Baumol’s cost disease is the idea that personally delivered services — musical performances, medical care, education and garbage collection, for example — naturally and inevitably increase in price year after year. Improved technology may allow bagels and cars to be produced more efficiently and therefore more cost effectively, but, as Baumol famously observed, a Mozart string quartet requires today the services of four musicians, the same manpower it took in the 18th century.

This idea had immediate relevance in public policy, particularly in the areas of health care and education, because it showed why important public services could not be measured for cost-effectiveness in the same way as manufacturing in the capitalist sector.  They provided services for need, not profit.

“The critical point here is that because politicians do not understand the mechanism and nature of the cost disease, and because they face political pressures from a similarly uninformed electorate, they do not realize that we can indeed afford these services without forcing society to undergo unnecessary cuts, restrictions and other forms of deprivation,” he wrote in his 2012 book The Cost Disease.  It is a matter of public choice not ‘efficiency’.

Baumol was prolific in his economic research, particularly in looking at the role of ‘entrepreneur’ as innovator rather than as capitalist.  He also produced one of the main mathematical economics textbooks of the 1960 and 1970s – it was pretty dry, as I remember.

Baumol was a liberal.  He advised Hillary Clinton and various Democrat leaders and was strong advocate of public healthcare and education.  And he was a trustee for Economists for Peace and Security, a liberal UN body of economists opposed to nuclear weapons, along with Kenneth Arrow (who has also recently died) and JK Galbraith.

But what is less known is that in the early 1970s Baumol engaged in a mainstream debate with leading Keynesian Paul Samuelson on the validity and purpose of Marx’s value theory.  Samuelson had launched an attack on Marx’s theory as it began to gain some traction among student activists in those revolutionary days ((Paul A. Samuelson’s “Understanding the Marxian Notion of Exploitation: A Summary of the So-called Transformation Problem between Marxian Values and Competitive Prices, “J. Econ.
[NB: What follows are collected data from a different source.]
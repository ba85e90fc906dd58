/// Mock geometry, material and pipeline registries.
///
/// Each registry keeps exact reference counts so tests can check that the
/// cache gives back everything it takes.

use rustc_hash::FxHashMap;
use crate::error::Result;
use crate::{engine_bail, engine_warn};
use crate::registry::{
    BindStateHandle, GeometryConfig, GeometryData, GeometryHandle, GeometryInfo,
    GeometryRegistry, MaterialHandle, MaterialInfo, MaterialRegistry, PipelineHandle,
    PipelineRegistry,
};
use crate::utils::{Handle, SlotTable};

const LOG_SOURCE: &str = "galaxy3d::MockRegistry";

fn retag<A, B>(handle: Handle<A>) -> Handle<B> {
    Handle::from_raw(handle.id(), handle.generation())
}

// ============================================================================
// Mock Geometry Registry
// ============================================================================

struct MockGeometry {
    name: String,
    data: GeometryData,
    refs: u32,
}

/// In-memory geometry registry
pub struct MockGeometryRegistry {
    table: SlotTable<MockGeometry>,
    by_name: FxHashMap<String, GeometryHandle>,
    create_calls: u32,
    fail_creates: bool,
}

impl MockGeometryRegistry {
    pub fn new() -> Self {
        Self {
            table: SlotTable::new("geometry", 4096),
            by_name: FxHashMap::default(),
            create_calls: 0,
            fail_creates: false,
        }
    }

    /// Make every following `create` fail
    pub fn set_fail_creates(&mut self, fail: bool) {
        self.fail_creates = fail;
    }

    /// Number of `create` calls (successful or not)
    pub fn create_calls(&self) -> u32 {
        self.create_calls
    }

    /// Live geometries
    pub fn live_count(&self) -> u32 {
        self.table.len()
    }

    /// Sum of reference counts over live geometries
    pub fn total_refs(&self) -> u32 {
        self.table.iter().map(|(_, geometry)| geometry.refs).sum()
    }

    pub fn ref_count(&self, handle: GeometryHandle) -> Option<u32> {
        self.table.get(retag(handle)).ok().map(|geometry| geometry.refs)
    }

    pub fn data(&self, handle: GeometryHandle) -> Option<&GeometryData> {
        self.table.get(retag(handle)).ok().map(|geometry| &geometry.data)
    }

    pub fn name(&self, handle: GeometryHandle) -> Option<&str> {
        self.table.get(retag(handle)).ok().map(|geometry| geometry.name.as_str())
    }
}

impl Default for MockGeometryRegistry {
    fn default() -> Self {
        Self::new()
    }
}

impl GeometryRegistry for MockGeometryRegistry {
    fn acquire_by_name(&mut self, name: &str) -> Result<GeometryHandle> {
        let Some(&handle) = self.by_name.get(name) else {
            engine_bail!(LOG_SOURCE, ResourceNotLoaded, "Geometry '{}' not found", name);
        };
        self.acquire(handle)?;
        Ok(handle)
    }

    fn create(&mut self, config: GeometryConfig) -> Result<GeometryHandle> {
        self.create_calls += 1;
        if self.fail_creates {
            engine_bail!(LOG_SOURCE, ResourceCreationFailed, "Geometry '{}' creation failed", config.name);
        }
        if self.by_name.contains_key(&config.name) {
            engine_bail!(LOG_SOURCE, InvalidParameter, "Geometry '{}' already exists", config.name);
        }
        let name = config.name.clone();
        let handle = retag(self.table.insert(MockGeometry {
            name: config.name,
            data: config.data,
            refs: 1,
        })?);
        self.by_name.insert(name, handle);
        Ok(handle)
    }

    fn acquire(&mut self, handle: GeometryHandle) -> Result<()> {
        self.table.get_mut(retag(handle))?.refs += 1;
        Ok(())
    }

    fn release(&mut self, handle: GeometryHandle) {
        let Ok(geometry) = self.table.get_mut(retag(handle)) else {
            engine_warn!(LOG_SOURCE, "Release of unknown geometry {:?}", handle);
            return;
        };
        geometry.refs -= 1;
        if geometry.refs == 0 {
            if let Ok(geometry) = self.table.remove(retag(handle)) {
                self.by_name.remove(&geometry.name);
            }
        }
    }

    fn get(&self, handle: GeometryHandle) -> Option<GeometryInfo> {
        let geometry = self.table.get(retag(handle)).ok()?;
        Some(GeometryInfo {
            vertex_count: geometry.data.vertex_count(),
            index_count: geometry.data.index_count(),
            bounds: geometry.data.bounds,
        })
    }
}

// ============================================================================
// Mock Material Registry
// ============================================================================

struct MockMaterial {
    info: MaterialInfo,
    refs: u32,
    failing: bool,
}

/// In-memory material registry; registered materials live for the registry's lifetime
pub struct MockMaterialRegistry {
    table: SlotTable<MockMaterial>,
    by_name: FxHashMap<String, MaterialHandle>,
}

impl MockMaterialRegistry {
    pub fn new() -> Self {
        Self {
            table: SlotTable::new("material", 1024),
            by_name: FxHashMap::default(),
        }
    }

    /// Register a material with no outstanding reference
    pub fn register(&mut self, name: &str, info: MaterialInfo) -> Result<MaterialHandle> {
        let handle = retag(self.table.insert(MockMaterial { info, refs: 0, failing: false })?);
        self.by_name.insert(name.to_string(), handle);
        Ok(handle)
    }

    /// Make acquisitions of `name` fail hard
    pub fn set_failing(&mut self, name: &str, failing: bool) {
        if let Some(&handle) = self.by_name.get(name) {
            if let Ok(material) = self.table.get_mut(retag(handle)) {
                material.failing = failing;
            }
        }
    }

    pub fn ref_count(&self, handle: MaterialHandle) -> Option<u32> {
        self.table.get(retag(handle)).ok().map(|material| material.refs)
    }

    /// Sum of reference counts over every material
    pub fn total_refs(&self) -> u32 {
        self.table.iter().map(|(_, material)| material.refs).sum()
    }
}

impl Default for MockMaterialRegistry {
    fn default() -> Self {
        Self::new()
    }
}

impl MaterialRegistry for MockMaterialRegistry {
    fn acquire(&mut self, name: &str) -> Result<MaterialHandle> {
        let Some(&handle) = self.by_name.get(name) else {
            engine_bail!(LOG_SOURCE, ResourceNotLoaded, "Material '{}' not found", name);
        };
        self.add_ref(handle)?;
        Ok(handle)
    }

    fn add_ref(&mut self, handle: MaterialHandle) -> Result<()> {
        let material = self.table.get_mut(retag(handle))?;
        if material.failing {
            engine_bail!(LOG_SOURCE, ResourceCreationFailed, "Material {:?} is failing", handle);
        }
        material.refs += 1;
        Ok(())
    }

    fn release(&mut self, handle: MaterialHandle) {
        match self.table.get_mut(retag(handle)) {
            Ok(material) if material.refs > 0 => material.refs -= 1,
            _ => engine_warn!(LOG_SOURCE, "Unbalanced release of material {:?}", handle),
        }
    }

    fn get(&self, handle: MaterialHandle) -> Option<MaterialInfo> {
        self.table.get(retag(handle)).ok().map(|material| material.info.clone())
    }
}

// ============================================================================
// Mock Pipeline Registry
// ============================================================================

/// In-memory pipeline registry tracking live bind states
#[derive(Default)]
pub struct MockPipelineRegistry {
    pipelines: u32,
    next_state: u64,
    live_states: FxHashMap<BindStateHandle, PipelineHandle>,
    acquire_calls: u32,
    mismatched_releases: u32,
    fail_acquire: bool,
}

impl MockPipelineRegistry {
    pub fn new() -> Self {
        Self::default()
    }

    /// Issue a new pipeline handle
    pub fn create_pipeline(&mut self) -> PipelineHandle {
        self.pipelines += 1;
        PipelineHandle::from_raw(self.pipelines, 1)
    }

    /// Make every following `acquire_instance_state` fail
    pub fn set_fail_acquire(&mut self, fail: bool) {
        self.fail_acquire = fail;
    }

    /// Bind states created and not yet released
    pub fn live_state_count(&self) -> usize {
        self.live_states.len()
    }

    pub fn acquire_calls(&self) -> u32 {
        self.acquire_calls
    }

    /// Releases naming a pipeline other than the one the state was created for
    pub fn mismatched_releases(&self) -> u32 {
        self.mismatched_releases
    }
}

impl PipelineRegistry for MockPipelineRegistry {
    fn acquire_instance_state(&mut self, pipeline: PipelineHandle) -> Result<BindStateHandle> {
        self.acquire_calls += 1;
        if self.fail_acquire {
            engine_bail!(LOG_SOURCE, ResourceCreationFailed, "Bind state creation failed for {:?}", pipeline);
        }
        if !pipeline.is_valid() || pipeline.id() > self.pipelines {
            engine_bail!(LOG_SOURCE, InvalidHandle, "Unknown pipeline {:?}", pipeline);
        }
        self.next_state += 1;
        let state = BindStateHandle(self.next_state);
        self.live_states.insert(state, pipeline);
        Ok(state)
    }

    fn release_instance_state(&mut self, pipeline: PipelineHandle, state: BindStateHandle) {
        match self.live_states.remove(&state) {
            Some(owner) if owner == pipeline => {}
            Some(_) => self.mismatched_releases += 1,
            None => engine_warn!(LOG_SOURCE, "Release of unknown bind state {:?}", state),
        }
    }
}
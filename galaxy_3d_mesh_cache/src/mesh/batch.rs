/// Batched instance creation.
///
/// Requests are processed in waves bounded by the load-arena pool size. Each
/// wave deduplicates its requests by asset key, acquires every distinct asset
/// once, creates the instances, then drops the temporary acquisitions so that
/// the instances are the only owners left.

use glam::Mat4;
use rustc_hash::FxHashMap;
use crate::error::Result;
use crate::engine_debug;
use super::asset::{MeshAssetHandle, PipelineDomain};
use super::instance::MeshInstanceHandle;
use super::key_index::AssetKey;
use super::mesh_cache::{MeshCache, LOG_SOURCE};

/// One instance request of a batch
#[derive(Debug, Clone)]
pub struct MeshInstanceDesc {
    pub path: String,
    pub domain: PipelineDomain,
    pub shader_override: String,
    pub model: Mat4,
    pub render_id: u32,
    pub visible: bool,
}

impl MeshInstanceDesc {
    /// Visible, opaque, default-shaded instance of `path`
    pub fn new(path: impl Into<String>, model: Mat4) -> Self {
        Self {
            path: path.into(),
            domain: PipelineDomain::Opaque,
            shader_override: String::new(),
            model,
            render_id: 0,
            visible: true,
        }
    }
}

impl MeshCache {
    /// Create one instance per descriptor.
    ///
    /// Failures are reported per element: the output has one entry per input,
    /// in input order, each holding its own handle or error.
    pub fn create_instances_batch(
        &mut self,
        descs: &[MeshInstanceDesc],
    ) -> Vec<Result<MeshInstanceHandle>> {
        let mut results = Vec::with_capacity(descs.len());
        if descs.is_empty() {
            return results;
        }

        let wave_size = (self.config.load_arena_pool_size as usize).clamp(1, descs.len());
        for (wave_index, wave) in descs.chunks(wave_size).enumerate() {
            self.run_wave(wave_index, wave, &mut results);
        }
        results
    }

    fn run_wave(
        &mut self,
        wave_index: usize,
        wave: &[MeshInstanceDesc],
        results: &mut Vec<Result<MeshInstanceHandle>>,
    ) {
        // Dispatch every distinct load before consuming any result
        let mut slots: FxHashMap<AssetKey, usize> = FxHashMap::default();
        let mut acquired: Vec<Result<MeshAssetHandle>> = Vec::new();
        let mut request_slot = Vec::with_capacity(wave.len());
        for desc in wave {
            let key = AssetKey::new(&desc.path, desc.domain, &desc.shader_override);
            let slot = *slots.entry(key).or_insert_with(|| {
                acquired.push(self.acquire_asset(&desc.path, desc.domain, &desc.shader_override));
                acquired.len() - 1
            });
            request_slot.push(slot);
        }

        let mut created = 0usize;
        for (desc, &slot) in wave.iter().zip(&request_slot) {
            let result = match &acquired[slot] {
                Ok(asset) => self.create_instance(*asset, desc.model, desc.render_id, desc.visible),
                Err(err) => Err(err.clone()),
            };
            if result.is_ok() {
                created += 1;
            }
            results.push(result);
        }

        // Instances now own their assets
        for asset in acquired.iter().flatten() {
            if let Err(err) = self.release_asset(*asset) {
                crate::engine_warn!(LOG_SOURCE, "Batch wave {}: release of {:?} failed: {}", wave_index, asset, err);
            }
        }

        engine_debug!(LOG_SOURCE, "Batch wave {}: {} request(s), {} distinct asset(s), {} instance(s) created",
            wave_index, wave.len(), acquired.len(), created);
    }
}

#[cfg(test)]
#[path = "batch_tests.rs"]
mod tests;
Lit., June 1971, 9 (2), pp. 399-431).

Like Eugene Bohm-Bawerk tried to do in the late 1890s, and like Keynes in the 1930s, Samuelson wanted to expose the fallacies of Marx’s theory in case economics students became infected with Marxism.  Keynes called Marx’s value theory “scientifically erroneous and without application to the modern world’ (Keynes, Laissez-Faire and Communism, quoted in Hunt 1979: 377).  Samuelson’s approach was to argue, not that Marx’s value theory was illogical because values when measured in labour time could not equal prices measured in markets (as Bohm-Bawerk claimed), but that his theory of value was irrelevant to an explanation of the movement of market prices and therefore to any understanding of modern economies.

Samuelson argued that Marx’s ‘transformation’ of labour values into prices of production was unnecessary.  Market prices are explained by the movement of supply and demand, so what need of a value theory?  Indeed, it could be erased.  “The truth has now been laid bare.  Stripped of logical complication and confusion, anybody’s method of solving the famous transformation problem is seen to involve returning from an unnecessary detour… such a transformation is precisely like that which an eraser is used to rub out an earlier entry (i.e. value – MR) after which we make a new start to end up with a properly calculated entry (i.e. price – MR)”.

Well, Baumol carefully took Samuelson to task in his essay, The transformation of values: what Marx really meant. In so doing, he made an important contribution in explaining and validating Marx’s theory of value. Baumol points out that Samuelson, along with post-Keynesian Marxists like Joan Robinson, misunderstood Marx’s purpose in the so-called transformation of values into prices.  Marx did not want to show that market prices were related directly to values measured in labour time. “Marx did not intend his transformation analysis to show how prices can be deduced from values”.  The aim was to show that capitalism was a mode of production for profit and profits came from the exploitation of labour; but this fact was obscured by the market where things seemed to be exchanged on the basis of an equality of supply and demand.  Profit first comes from the exploitation of labour and then is redistributed (transformed) among the branches of capital through competition and the market into prices of production.

For Marx, that only labour creates value is self-evident. “Every child knows that any nation that stopped working, not for a year, but let us say, just for a few weeks, would perish…. This constitutes the economic laws of all societies, including capitalism. And every child knows, too, that the amounts of products corresponding to the differing amounts of needs, demand differing and quantitatively determined amounts of society’s aggregate labour”, Letter from Marx to Kugelmann, 11 July 1868, MECW, vol.43, pp.68-69.

Total surplus value is produced from exploitation of work forces employed by various capitalists – the difference in value measured in labour time between that time needed for the wages of the labour force and the price of the commodity or service produced realised in the market place for the capitalist.  But not all the surplus value or profit achieved by each capitalist’s workforce goes directly to the individual capitalist.  Each capitalist competes in the market to sell its commodities.  And that competition leads to profits being redistributed because profits tend to an average rate per unit of capital invested.

The transformation of values created by labour into prices in the market means that individual prices will differ from individual values.  As Baumol says, Marx knew that individual prices of production differed from individual values; unlike Ricardo who could not solve this transformation.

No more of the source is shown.